Background and Objective: Cardiovascular disease is a high-fatality health issue in the world. How to accurately measure the cardiovascular function of patients depends on the accurate segmentation of their physiological structure and the accurate evaluation of their functional parameters. Structural segmentation of heart images and calculation of the volume of different ventricular activity cycles are the basis for quantitative analysis of physiological functions and can provide the necessary support for the clinical physiological diagnosis as well as the analysis of various cardiac diseases. Therefore, it is important to explore an efficient heart segmentation algorithm. Methods: A total of 275 nuclear magnetic resonance image (MRI) scans of hearts were collected, analyzed and preprocessed from Huaqiao University Affiliated Strait Hospital, and the data were submitted to our improved deep learning model designed based on U-net network. 80% of the images are the training set meanwhile we use the remaining 20% to be the test set. Based on five time phrases in the stage from end-diastolic (ED) to end-systole (ES), the segmentation findings show that it is possible to achieve improved segmentation accuracy and computational complexity in segmenting the left ventricle (LV), right ventricle (RV), and myocardium (myo).

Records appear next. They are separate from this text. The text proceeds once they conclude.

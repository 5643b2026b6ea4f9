//! HTTP handler functions for the lot-measure API.

use actix_web::{HttpResponse, http::StatusCode, http::header, web};
use lot_measure_geometry::GeoOps;
use lot_measure_parcel::{ParcelSession, feature_collection, lot_sq_ft, normalize_payload};
use lot_measure_parcel_models::{LatLng, ParcelFeature, ParcelRole};
use lot_measure_precisely::{ParcelQuery, UpstreamResponse};
use lot_measure_server_models::{
    ApiError, ApiHealth, ApiParcel, ApiSelection, ExportRequest, ParcelQueryParams, SelectRequest,
};

use crate::AppState;

const MISSING_QUERY: &str = "Provide ?address=... OR ?lat=...&lng=...";
const PROXY_CACHE_CONTROL: &str = "s-maxage=300, stale-while-revalidate=600";
const EXPORT_FILENAME: &str = "lot-measure.geojson";

/// `GET /api/health`
pub async fn health() -> HttpResponse {
    HttpResponse::Ok().json(ApiHealth {
        healthy: true,
        version: env!("CARGO_PKG_VERSION").to_string(),
    })
}

/// `GET /api/parcel-by-address`
///
/// Fetch-through proxy to the parcel-boundary API. The upstream status and
/// body are passed through unchanged.
pub async fn parcel_by_address(
    state: web::Data<AppState>,
    params: web::Query<ParcelQueryParams>,
) -> HttpResponse {
    let Some(query) = query_from(&params) else {
        return HttpResponse::BadRequest().json(ApiError::new(MISSING_QUERY));
    };

    match state.precisely.fetch(&query).await {
        Ok(upstream) => HttpResponse::build(upstream_status(&upstream))
            .insert_header((header::CACHE_CONTROL, PROXY_CACHE_CONTROL))
            .json(upstream.body),
        Err(e) => {
            log::error!("Parcel lookup failed: {e}");
            HttpResponse::InternalServerError().json(ApiError::new(e.to_string()))
        }
    }
}

/// `GET /api/parcels`
///
/// Looks up candidates and picks the main parcel. The focus point is
/// `focusLat`/`focusLng` if given, else the lookup coordinate for a
/// location query, else none (first candidate wins).
pub async fn parcels(
    state: web::Data<AppState>,
    params: web::Query<ParcelQueryParams>,
) -> HttpResponse {
    let Some(query) = query_from(&params) else {
        return HttpResponse::BadRequest().json(ApiError::new(MISSING_QUERY));
    };

    let upstream = match state.precisely.fetch(&query).await {
        Ok(upstream) => upstream,
        Err(e) => {
            log::error!("Parcel lookup failed: {e}");
            return HttpResponse::InternalServerError().json(ApiError::new(e.to_string()));
        }
    };

    if !upstream.is_success() {
        return HttpResponse::build(upstream_status(&upstream)).json(serde_json::json!({
            "error": format!("Parcel API returned status {}", upstream.status),
            "upstream": upstream.body,
        }));
    }

    let focus = params.focus().or_else(|| {
        query
            .location()
            .map(|(lat, lng)| LatLng::new(lat, lng))
    });

    HttpResponse::Ok()
        .insert_header((header::CACHE_CONTROL, PROXY_CACHE_CONTROL))
        .json(resolve(normalize_payload(&upstream.body), focus))
}

/// `POST /api/parcels/select`
///
/// Click-to-correct: re-runs the selection over a candidate set the client
/// already holds, using the clicked point as the focus.
pub async fn select_parcels(body: web::Json<SelectRequest>) -> HttpResponse {
    let SelectRequest { candidates, focus } = body.into_inner();
    HttpResponse::Ok().json(resolve(normalize_payload(&candidates), focus))
}

/// `POST /api/export`
///
/// Returns the shapes as a `GeoJSON` `FeatureCollection` download.
pub async fn export(body: web::Json<ExportRequest>) -> HttpResponse {
    let collection = feature_collection(&body.shapes);
    match serde_json::to_string(&collection) {
        Ok(json) => HttpResponse::Ok()
            .content_type("application/geo+json")
            .insert_header((
                header::CONTENT_DISPOSITION,
                format!("attachment; filename=\"{EXPORT_FILENAME}\""),
            ))
            .body(json),
        Err(e) => {
            log::error!("Failed to serialize export: {e}");
            HttpResponse::InternalServerError().json(ApiError::new("Failed to build export"))
        }
    }
}

fn query_from(params: &ParcelQueryParams) -> Option<ParcelQuery> {
    ParcelQuery::from_params(params.address.as_deref(), params.lat, params.lng)
}

fn upstream_status(upstream: &UpstreamResponse) -> StatusCode {
    StatusCode::from_u16(upstream.status).unwrap_or(StatusCode::BAD_GATEWAY)
}

/// Runs one selection pass and shapes the response.
fn resolve(features: Vec<ParcelFeature>, focus: Option<LatLng>) -> ApiSelection {
    let mut session: ParcelSession = ParcelSession::default();
    let tier = session.load(features, focus).and_then(|s| s.tier);

    let parcels = session
        .selection()
        .map(|selection| {
            selection
                .roles()
                .filter_map(|(index, role)| {
                    let feature = session.features().get(index)?;
                    Some(ApiParcel {
                        index,
                        role,
                        is_main: role == ParcelRole::Main,
                        geometry: feature.geometry.clone(),
                        properties: feature.properties.clone(),
                        lot_sq_ft: lot_sq_ft(feature, &GeoOps),
                    })
                })
                .collect()
        })
        .unwrap_or_default();

    ApiSelection {
        parcels,
        tier,
        focus,
        main_lot_sq_ft: session.main_lot_sq_ft(),
    }
}

#[cfg(test)]
mod tests {
    use std::sync::Arc;

    use actix_web::{App, test};
    use lot_measure_precisely::{PreciselyClient, PreciselyConfig};
    use lot_measure_parcel_models::SelectionTier;

    use super::*;

    fn state() -> web::Data<AppState> {
        let client = PreciselyClient::new(PreciselyConfig::embedded(), None).unwrap();
        web::Data::new(AppState {
            precisely: Arc::new(client),
        })
    }

    fn square(lng: f64, lat: f64) -> serde_json::Value {
        serde_json::json!({
            "type": "Feature",
            "geometry": {
                "type": "Polygon",
                "coordinates": [[
                    [lng, lat], [lng + 0.001, lat], [lng + 0.001, lat + 0.001],
                    [lng, lat + 0.001], [lng, lat]
                ]]
            },
            "properties": {}
        })
    }

    #[actix_web::test]
    async fn health_reports_version() {
        let app =
            test::init_service(App::new().app_data(state()).configure(crate::configure)).await;
        let req = test::TestRequest::get().uri("/api/health").to_request();
        let body: ApiHealth = test::call_and_read_body_json(&app, req).await;
        assert!(body.healthy);
        assert_eq!(body.version, env!("CARGO_PKG_VERSION"));
    }

    #[actix_web::test]
    async fn proxy_requires_address_or_location() {
        let app =
            test::init_service(App::new().app_data(state()).configure(crate::configure)).await;

        for uri in ["/api/parcel-by-address", "/api/parcel-by-address?lat=37.0", "/api/parcels"] {
            let req = test::TestRequest::get().uri(uri).to_request();
            let resp = test::call_service(&app, req).await;
            assert_eq!(resp.status(), StatusCode::BAD_REQUEST, "{uri}");
            let body: ApiError = test::read_body_json(resp).await;
            assert_eq!(body.error, MISSING_QUERY);
        }
    }

    #[actix_web::test]
    async fn proxy_without_credentials_is_server_error() {
        let app =
            test::init_service(App::new().app_data(state()).configure(crate::configure)).await;
        let req = test::TestRequest::get()
            .uri("/api/parcel-by-address?address=1%20Main%20St")
            .to_request();
        let resp = test::call_service(&app, req).await;
        assert_eq!(resp.status(), StatusCode::INTERNAL_SERVER_ERROR);
        let body: ApiError = test::read_body_json(resp).await;
        assert!(body.error.contains("PRECISELY_API_KEY"));
    }

    #[actix_web::test]
    async fn invalid_coordinates_are_bad_request() {
        let app =
            test::init_service(App::new().app_data(state()).configure(crate::configure)).await;
        let req = test::TestRequest::get()
            .uri("/api/parcels?lat=north&lng=-122")
            .to_request();
        let resp = test::call_service(&app, req).await;
        assert_eq!(resp.status(), StatusCode::BAD_REQUEST);
    }

    #[actix_web::test]
    async fn select_reorders_by_clicked_point() {
        let app =
            test::init_service(App::new().app_data(state()).configure(crate::configure)).await;
        let candidates = serde_json::json!({
            "type": "FeatureCollection",
            "features": [square(-122.0, 37.0), square(-121.995, 37.0), square(-121.999, 37.0)]
        });

        let req = test::TestRequest::post()
            .uri("/api/parcels/select")
            .set_json(serde_json::json!({
                "candidates": candidates,
                "focus": { "lat": 37.0005, "lng": -121.9985 }
            }))
            .to_request();
        let body: ApiSelection = test::call_and_read_body_json(&app, req).await;

        let order: Vec<usize> = body.parcels.iter().map(|p| p.index).collect();
        assert_eq!(order, vec![2, 0, 1]);
        assert!(body.parcels[0].is_main);
        assert_eq!(body.tier, Some(SelectionTier::Interior));
        assert!(body.main_lot_sq_ft.unwrap() > 0.0);
    }

    #[actix_web::test]
    async fn select_with_malformed_candidates_is_empty() {
        let app =
            test::init_service(App::new().app_data(state()).configure(crate::configure)).await;
        let req = test::TestRequest::post()
            .uri("/api/parcels/select")
            .set_json(serde_json::json!({ "candidates": { "raw": "oops" } }))
            .to_request();
        let body: ApiSelection = test::call_and_read_body_json(&app, req).await;
        assert!(body.parcels.is_empty());
        assert_eq!(body.tier, None);
        assert_eq!(body.main_lot_sq_ft, None);
    }

    #[actix_web::test]
    async fn export_returns_closed_geojson_attachment() {
        let app =
            test::init_service(App::new().app_data(state()).configure(crate::configure)).await;
        let req = test::TestRequest::post()
            .uri("/api/export")
            .set_json(serde_json::json!({
                "shapes": [{
                    "role": "lot",
                    "ring": [
                        { "lat": 37.0, "lng": -122.0 },
                        { "lat": 37.0, "lng": -121.999 },
                        { "lat": 37.001, "lng": -121.999 }
                    ]
                }]
            }))
            .to_request();
        let resp = test::call_service(&app, req).await;
        assert_eq!(resp.status(), StatusCode::OK);
        let disposition = resp
            .headers()
            .get(header::CONTENT_DISPOSITION)
            .and_then(|v| v.to_str().ok())
            .unwrap_or_default()
            .to_string();
        assert!(disposition.contains(EXPORT_FILENAME));

        let body = test::read_body(resp).await;
        let json: serde_json::Value = serde_json::from_slice(&body).unwrap();
        let ring = json["features"][0]["geometry"]["coordinates"][0]
            .as_array()
            .unwrap();
        assert_eq!(ring.len(), 4);
        assert_eq!(ring.first(), ring.last());
        assert_eq!(json["features"][0]["properties"]["role"], "lot");
    }
}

Results: We improved the Dice index of LV to 0.965 and 0.921 in phases ED and ES, and the Hausdorff index decreased to 5.4 and 6.9 in the ED and ES stages, respectively; RV Dice increased to 0.938 and 0.860 in ED and ES, and the Hausdorff index decreased to 11.7 and 12.6 in the ED and ES, respectively; Myo Dice increased to 0.889 and 0.901 in ED and ES, and the Hausdorff index decreased to 8.3 and 9.2 in the ED and ES, respectively. Conclusion: The model obtained in the final experiment can segment the left and right ventricles, along with the myocardium in the cardiac MRI more accurately. This facilitates the prediction of cardiovascular disease in real-time, which has a potential clinical utility prospect.